If you wanted to beat the best software in the world at a classic board game, there was only one left for you — the strategy game Go. It has long been considered the last bastion of human gaming superiority, holding out against the onslaught of computational brute force and artificial intelligence techniques, while draughts, Othello, backgammon and chess have all fallen.
But to be a human winner at Go, you’re going to have to get good, very good, in a hurry as the end, with computers ruling, is in sight.
In February, the software MoGo, developed at the University of Paris-Sud, achieved what was once thought impossible: it won two games, on a 19x19 board, against professional Go players. (It did benefit from a handicap — in effect, a number of free turns at the start of the game.) The same month, a program called Many Faces of Go, with a seven-turn handicap, beat a professional in a game played during the general meeting of the Association for the Advancement of Artificial Intelligence. (See the human-computer Go challenges Web page at bit.ly/Go28.)
The wins did require a lot of computing power, however. MoGo was running on 640 cores of the Huygens supercomputer in Amsterdam; Many Faces of Go on a 32-core 3.2GHz Xeon, eight quad cores networked together.
Next month the bar is likely to rise again as programmers fine-tune their code for the annual International Computer Games Association tournament, the computer olympiad, in Pamplona, Spain (bit.ly/Go26).
Yet even a few years ago Go looked like an impossible computing task: the “search space” for each move was too big. At each turn, especially in the beginning, there are hundreds of possible places to play (the board has 361 points, compared to chess’s 64), and deciding on which will turn out better a number of moves ahead — a comparatively simple task in chess and draughts — turns into a morass, with hundreds of almost-equal possibilities and a few hundred moves over which to compare them. Standard “minimax” methods that work for chess (picking the move that gives your opponent the fewest high-value moves in future) don’t work in Go.

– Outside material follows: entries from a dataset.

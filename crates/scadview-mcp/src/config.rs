//! Server configuration
//!
//! Built once at startup from defaults, an optional JSON file, and
//! environment overrides, then shared read-only with every tool call.

use std::fs;
use std::path::{Path, PathBuf};

use anyhow::{Context, Result, bail};
use serde::{Deserialize, Serialize};

use crate::camera::ColorScheme;

/// Top-level configuration
#[derive(Debug, Clone, PartialEq, Serialize, Deserialize)]
#[serde(default)]
pub struct Config {
    /// Explicit path to the OpenSCAD executable
    pub openscad_path: Option<PathBuf>,
    /// Scratch directory for render inputs and outputs
    pub temp_dir: PathBuf,
    pub rendering: RenderingConfig,
    pub response: ResponseConfig,
    pub logging: LoggingConfig,
}

/// Limits applied to every render
#[derive(Debug, Clone, PartialEq, Serialize, Deserialize)]
#[serde(default)]
pub struct RenderingConfig {
    /// Maximum number of OpenSCAD processes running at once
    pub max_concurrent: usize,
    /// Per-render timeout
    pub timeout_seconds: u64,
    pub max_image_width: u32,
    pub max_image_height: u32,
    pub default_color_scheme: String,
}

/// Response size management
#[derive(Debug, Clone, PartialEq, Serialize, Deserialize)]
#[serde(default)]
pub struct ResponseConfig {
    /// Estimated token budget for one tool result
    pub max_tokens: usize,
    /// Where file_path output is written (default: `<temp_dir>/renders`)
    pub output_dir: Option<PathBuf>,
    /// 1-100; higher values trade size for encoding speed
    pub compression_quality: u8,
}

#[derive(Debug, Clone, PartialEq, Serialize, Deserialize)]
#[serde(default)]
pub struct LoggingConfig {
    /// `tracing` filter directive used when RUST_LOG is unset
    pub level: String,
}

impl Default for Config {
    fn default() -> Self {
        Self {
            openscad_path: None,
            temp_dir: PathBuf::from(".openscad-mcp").join("tmp"),
            rendering: RenderingConfig::default(),
            response: ResponseConfig::default(),
            logging: LoggingConfig::default(),
        }
    }
}

impl Default for RenderingConfig {
    fn default() -> Self {
        Self {
            max_concurrent: 5,
            timeout_seconds: 300,
            max_image_width: 4096,
            max_image_height: 4096,
            default_color_scheme: "Cornfield".to_string(),
        }
    }
}

impl Default for ResponseConfig {
    fn default() -> Self {
        Self {
            max_tokens: 20_000,
            output_dir: None,
            compression_quality: 85,
        }
    }
}

impl Default for LoggingConfig {
    fn default() -> Self {
        Self {
            level: "info".to_string(),
        }
    }
}

impl Config {
    /// Load configuration: defaults, then `path` (JSON) if given, then the
    /// process environment.
    pub fn load(path: Option<&Path>) -> Result<Self> {
        let config = match path {
            Some(path) => Self::from_file(path)?,
            None => Self::default(),
        };
        config
            .with_env(|key| std::env::var(key).ok())?
            .validated()
    }

    /// Read a JSON config file. Missing keys fall back to defaults.
    pub fn from_file(path: &Path) -> Result<Self> {
        let contents = fs::read_to_string(path)
            .with_context(|| format!("Failed to read config file {}", path.display()))?;
        serde_json::from_str(&contents)
            .with_context(|| format!("Invalid config file {}", path.display()))
    }

    /// Apply environment overrides looked up through `lookup`
    pub fn with_env(mut self, lookup: impl Fn(&str) -> Option<String>) -> Result<Self> {
        fn parsed<T: std::str::FromStr>(key: &str, value: &str) -> Result<T> {
            value
                .trim()
                .parse()
                .map_err(|_| anyhow::anyhow!("Invalid value for {key}: '{value}'"))
        }

        if let Some(v) = lookup("OPENSCAD_PATH") {
            self.openscad_path = Some(PathBuf::from(v));
        }
        if let Some(v) = lookup("MCP_TEMP_DIR") {
            self.temp_dir = PathBuf::from(v);
        }
        if let Some(v) = lookup("MCP_MAX_CONCURRENT_RENDERS") {
            self.rendering.max_concurrent = parsed("MCP_MAX_CONCURRENT_RENDERS", &v)?;
        }
        if let Some(v) = lookup("MCP_RENDER_TIMEOUT") {
            self.rendering.timeout_seconds = parsed("MCP_RENDER_TIMEOUT", &v)?;
        }
        if let Some(v) = lookup("MCP_MAX_IMAGE_WIDTH") {
            self.rendering.max_image_width = parsed("MCP_MAX_IMAGE_WIDTH", &v)?;
        }
        if let Some(v) = lookup("MCP_MAX_IMAGE_HEIGHT") {
            self.rendering.max_image_height = parsed("MCP_MAX_IMAGE_HEIGHT", &v)?;
        }
        if let Some(v) = lookup("MCP_RESPONSE_MAX_TOKENS") {
            self.response.max_tokens = parsed("MCP_RESPONSE_MAX_TOKENS", &v)?;
        }
        if let Some(v) = lookup("MCP_OUTPUT_DIR") {
            self.response.output_dir = Some(PathBuf::from(v));
        }
        if let Some(v) = lookup("MCP_LOG_LEVEL") {
            self.logging.level = v.trim().to_lowercase();
        }
        Ok(self)
    }

    /// Check ranges, returning the config unchanged if everything is valid
    pub fn validated(self) -> Result<Self> {
        let r = &self.rendering;
        if !(1..=20).contains(&r.max_concurrent) {
            bail!("rendering.max_concurrent must be 1-20, got {}", r.max_concurrent);
        }
        if !(30..=3600).contains(&r.timeout_seconds) {
            bail!("rendering.timeout_seconds must be 30-3600, got {}", r.timeout_seconds);
        }
        for (name, value) in [
            ("max_image_width", r.max_image_width),
            ("max_image_height", r.max_image_height),
        ] {
            if !(100..=8192).contains(&value) {
                bail!("rendering.{name} must be 100-8192, got {value}");
            }
        }
        if ColorScheme::parse(&r.default_color_scheme).is_none() {
            bail!(
                "Unknown default color scheme '{}'. Valid options: {}",
                r.default_color_scheme,
                ColorScheme::all_names().join(", ")
            );
        }
        if !(1..=100).contains(&self.response.compression_quality) {
            bail!(
                "response.compression_quality must be 1-100, got {}",
                self.response.compression_quality
            );
        }
        Ok(self)
    }

    /// Directory that file_path output is written to
    pub fn output_dir(&self) -> PathBuf {
        self.response
            .output_dir
            .clone()
            .unwrap_or_else(|| self.temp_dir.join("renders"))
    }

    pub fn default_color_scheme(&self) -> ColorScheme {
        ColorScheme::parse(&self.rendering.default_color_scheme).unwrap_or_default()
    }
}

#[cfg(test)]
mod tests {
    #![allow(clippy::unwrap_used)]

    use super::*;
    use std::collections::HashMap;

    fn env(pairs: &[(&str, &str)]) -> impl Fn(&str) -> Option<String> {
        let map: HashMap<String, String> = pairs
            .iter()
            .map(|(k, v)| ((*k).to_string(), (*v).to_string()))
            .collect();
        move |key: &str| map.get(key).cloned()
    }

    #[test]
    fn test_defaults_are_valid() {
        let config = Config::default().validated().unwrap();
        assert_eq!(config.response.max_tokens, 20_000);
        assert_eq!(config.output_dir(), PathBuf::from(".openscad-mcp/tmp/renders"));
        assert_eq!(config.default_color_scheme(), ColorScheme::Cornfield);
    }

    #[test]
    fn test_env_overrides() {
        let config = Config::default()
            .with_env(env(&[
                ("OPENSCAD_PATH", "/opt/openscad"),
                ("MCP_MAX_CONCURRENT_RENDERS", "3"),
                ("MCP_RESPONSE_MAX_TOKENS", "500"),
                ("MCP_OUTPUT_DIR", "/tmp/out"),
                ("MCP_LOG_LEVEL", "DEBUG"),
            ]))
            .unwrap();

        assert_eq!(config.openscad_path, Some(PathBuf::from("/opt/openscad")));
        assert_eq!(config.rendering.max_concurrent, 3);
        assert_eq!(config.response.max_tokens, 500);
        assert_eq!(config.output_dir(), PathBuf::from("/tmp/out"));
        assert_eq!(config.logging.level, "debug");
    }

    #[test]
    fn test_env_rejects_garbage() {
        let err = Config::default()
            .with_env(env(&[("MCP_RENDER_TIMEOUT", "soon")]))
            .unwrap_err();
        assert!(err.to_string().contains("MCP_RENDER_TIMEOUT"));
    }

    #[test]
    fn test_validation_ranges() {
        let mut config = Config::default();
        config.rendering.max_concurrent = 0;
        assert!(config.validated().is_err());

        let mut config = Config::default();
        config.rendering.default_color_scheme = "Neon".into();
        assert!(config.validated().is_err());
    }

    #[test]
    fn test_partial_json_uses_defaults() {
        let config: Config =
            serde_json::from_str(r#"{"rendering": {"max_concurrent": 2}}"#).unwrap();
        assert_eq!(config.rendering.max_concurrent, 2);
        assert_eq!(config.rendering.timeout_seconds, 300);
        assert_eq!(config.response, ResponseConfig::default());
    }
}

What’s changed has been the development of the UCT algorithm (bit.ly/Go24), a special case of the Monte Carlo Tree Search (MCTS) algorithm. UCT first appeared in 2006 applied to small 9x9 Go boards, and now academics, and professional Go programmers, are extending and refining its techniques. It has led to a revolution in Go program development.
David Fotland, the US-based commercial developer behind Many Faces of Go (bit.ly/go222), says the results represent a major leap. But he’s realistic about the achievement. “My machine can beat a good amateur, but not a great amateur.”
Last year he spent six months incorporating UCT into his software, combined with his traditional Go algorithm (“the new algorithm has some blind spots”), and won that year’s computer olympiad. At the event every program incorporating UCT beat all the ones using traditional methods.
Go pieces are called stones, are black or white, and identical. Playing alternately, the object is to use one’s stones to surround as many blank intersections (called “territory”) as possible. Games typically have a couple of hundred moves.
The Go rating scale for amateurs starts at 35 kyu, and moves towards 0: the highest level is 1 kyu. The next amateur rank is 1 dan, up to 7 dan. Above them are professionals, who start at pro 1 dan going up to pro 9 dan, the highest level possible.